--- Assigned task ---
Print the data once more, exactly as supplied.

--- Raw data ---
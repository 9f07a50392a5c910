// 路由测试共用的应用构建宏，需在子模块声明之前定义
#[cfg(test)]
macro_rules! portal_test_app {
    ($state:expr, $($configure:expr),+ $(,)?) => {
        actix_web::test::init_service(
            actix_web::App::new()
                .app_data(
                    actix_web::web::QueryConfig::default()
                        .error_handler(crate::utils::query_error_handler),
                )
                .app_data(
                    actix_web::web::JsonConfig::default()
                        .error_handler(crate::utils::json_error_handler),
                )
                .app_data(actix_web::web::Data::new($state.storage.clone()))
                .app_data(actix_web::web::Data::new($state.fetcher.clone()))
                .app_data(actix_web::web::Data::new($state.feeds.clone()))
                .app_data(actix_web::web::Data::new(
                    crate::routes::test_support::auth_config(),
                ))
                $(.configure($configure))+,
        )
        .await
    };
}

pub mod courses;

pub mod feeds;

pub mod materials;

pub mod subjects;

pub mod system;

pub mod tasks;

pub mod topics;

pub use courses::configure_courses_routes;
pub use feeds::configure_feeds_routes;
pub use materials::configure_materials_routes;
pub use subjects::configure_subjects_routes;
pub use system::configure_system_routes;
pub use tasks::configure_tasks_routes;
pub use topics::configure_topics_routes;

#[cfg(test)]
pub(crate) mod test_support {
    use std::sync::Arc;

    use actix_web::body::MessageBody;
    use actix_web::dev::ServiceResponse;
    use actix_web::test;
    use jsonwebtoken::{EncodingKey, Header, encode};

    use crate::config::{AuthConfig, FeedsConfig};
    use crate::feeds::{DEFAULT_RETENTION_DAYS, FeedReader};
    use crate::lms::LmsFetcher;
    use crate::lms::mock::{MockLms, config, week_one_lms};
    use crate::storage::Storage;
    use crate::storage::sea_orm_storage::test_support::memory_storage;
    use crate::utils::jwt::SessionClaims;

    pub(crate) const ADMIN_EMAIL: &str = "admin@university.edu";
    pub(crate) const MEMBER_EMAIL: &str = "student@university.edu";
    const SECRET: &str = "route-test-secret";

    pub(crate) fn auth_config() -> AuthConfig {
        AuthConfig {
            session_secret: SECRET.to_string(),
            allowed_email_domain: "@university.edu".to_string(),
            admin_emails: vec![ADMIN_EMAIL.to_string()],
        }
    }

    /// `Authorization` 请求头
    pub(crate) fn bearer(email: &str) -> (&'static str, String) {
        let now = chrono::Utc::now().timestamp();
        let claims = SessionClaims {
            sub: format!("idp|{email}"),
            email: email.to_string(),
            name: None,
            exp: (now + 600) as usize,
            iat: now as usize,
        };
        let token = encode(
            &Header::default(),
            &claims,
            &EncodingKey::from_secret(SECRET.as_bytes()),
        )
        .unwrap();
        ("Authorization", format!("Bearer {token}"))
    }

    pub(crate) struct TestState {
        pub storage: Arc<dyn Storage>,
        pub fetcher: Arc<LmsFetcher>,
        pub feeds: Arc<FeedReader>,
    }

    impl TestState {
        /// 内存数据库 + 课程 101 可用、课程 202 不存在的 LMS
        pub(crate) async fn new() -> Self {
            Self::with_lms(week_one_lms()).await
        }

        pub(crate) async fn with_lms(lms: MockLms) -> Self {
            let storage: Arc<dyn Storage> = Arc::new(memory_storage().await);
            let fetcher = Arc::new(LmsFetcher::new(Arc::new(lms), &config()));
            let feeds = Arc::new(
                FeedReader::new(&FeedsConfig {
                    schedule_csv_url: String::new(),
                    calendar_ics_url: String::new(),
                    retention_days: DEFAULT_RETENTION_DAYS,
                    timeout_secs: 1,
                })
                .unwrap(),
            );
            Self {
                storage,
                fetcher,
                feeds,
            }
        }
    }

    pub(crate) async fn json_body<B: MessageBody>(resp: ServiceResponse<B>) -> serde_json::Value {
        test::read_body_json(resp).await
    }
}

--- Answer ---
repository 9f07a50392a5c910
// 路由测试共用的应用构建宏，需在子模块声明之前定义
#[cfg(test)]
macro_rules! portal_test_app {
    ($state:expr, $($configure:expr),+ $(,)?) => {
        actix_web::test::init_service(
            actix_web::App::new()
                .app_data(
                    actix_web::web::QueryConfig::default()
                        .error_handler(crate::utils::query_error_handler),
                )
                .app_data(
                    actix_web::web::JsonConfig::default()
                        .error_handler(crate::utils::json_error_handler),
                )
                .app_data(actix_web::web::Data::new($state.storage.clone()))
                .app_data(actix_web::web::Data::new($state.fetcher.clone()))
                .app_data(actix_web::web::Data::new($state.feeds.clone()))
                .app_data(actix_web::web::Data::new(
                    crate::routes::test_support::auth_config(),
                ))
                $(.configure($configure))+,
        )
        .await
    };
}

pub mod courses;

pub mod feeds;

pub mod materials;

pub mod subjects;

pub mod system;

pub mod tasks;

pub mod topics;

pub use courses::configure_courses_routes;
pub use feeds::configure_feeds_routes;
pub use materials::configure_materials_routes;
pub use subjects::configure_subjects_routes;
pub use system::configure_system_routes;
pub use tasks::configure_tasks_routes;
pub use topics::configure_topics_routes;

#[cfg(test)]
pub(crate) mod test_support {
    use std::sync::Arc;

    use actix_web::body::MessageBody;
    use actix_web::dev::ServiceResponse;
    use actix_web::test;
    use jsonwebtoken::{EncodingKey, Header, encode};

    use crate::config::{AuthConfig, FeedsConfig};
    use crate::feeds::{DEFAULT_RETENTION_DAYS, FeedReader};
    use crate::lms::LmsFetcher;
    use crate::lms::mock::{MockLms, config, week_one_lms};
    use crate::storage::Storage;
    use crate::storage::sea_orm_storage::test_support::memory_storage;
    use crate::utils::jwt::SessionClaims;

    pub(crate) const ADMIN_EMAIL: &str = "admin@university.edu";
    pub(crate) const MEMBER_EMAIL: &str = "student@university.edu";
    const SECRET: &str = "route-test-secret";

    pub(crate) fn auth_config() -> AuthConfig {
        AuthConfig {
            session_secret: SECRET.to_string(),
            allowed_email_domain: "@university.edu".to_string(),
            admin_emails: vec![ADMIN_EMAIL.to_string()],
        }
    }

    /// `Authorization` 请求头
    pub(crate) fn bearer(email: &str) -> (&'static str, String) {
        let now = chrono::Utc::now().timestamp();
        let claims = SessionClaims {
            sub: format!("idp|{email}"),
            email: email.to_string(),
            name: None,
            exp: (now + 600) as usize,
            iat: now as usize,
        };
        let token = encode(
            &Header::default(),
            &claims,
            &EncodingKey::from_secret(SECRET.as_bytes()),
        )
        .unwrap();
        ("Authorization", format!("Bearer {token}"))
    }

    pub(crate) struct TestState {
        pub storage: Arc<dyn Storage>,
        pub fetcher: Arc<LmsFetcher>,
        pub feeds: Arc<FeedReader>,
    }

    impl TestState {
        /// 内存数据库 + 课程 101 可用、课程 202 不存在的 LMS
        pub(crate) async fn new() -> Self {
            Self::with_lms(week_one_lms()).await
        }

        pub(crate) async fn with_lms(lms: MockLms) -> Self {
            let storage: Arc<dyn Storage> = Arc::new(memory_storage().await);
            let fetcher = Arc::new(LmsFetcher::new(Arc::new(lms), &config()));
            let feeds = Arc::new(
                FeedReader::new(&FeedsConfig {
                    schedule_csv_url: String::new(),
                    calendar_ics_url: String::new(),
                    retention_days: DEFAULT_RETENTION_DAYS,
                    timeout_secs: 1,
                })
                .unwrap(),
            );
            Self {
                storage,
                fetcher,
                feeds,
            }
        }
    }

    pub(crate) async fn json_body<B: MessageBody>(resp: ServiceResponse<B>) -> serde_json::Value {
        test::read_body_json(resp).await
    }
}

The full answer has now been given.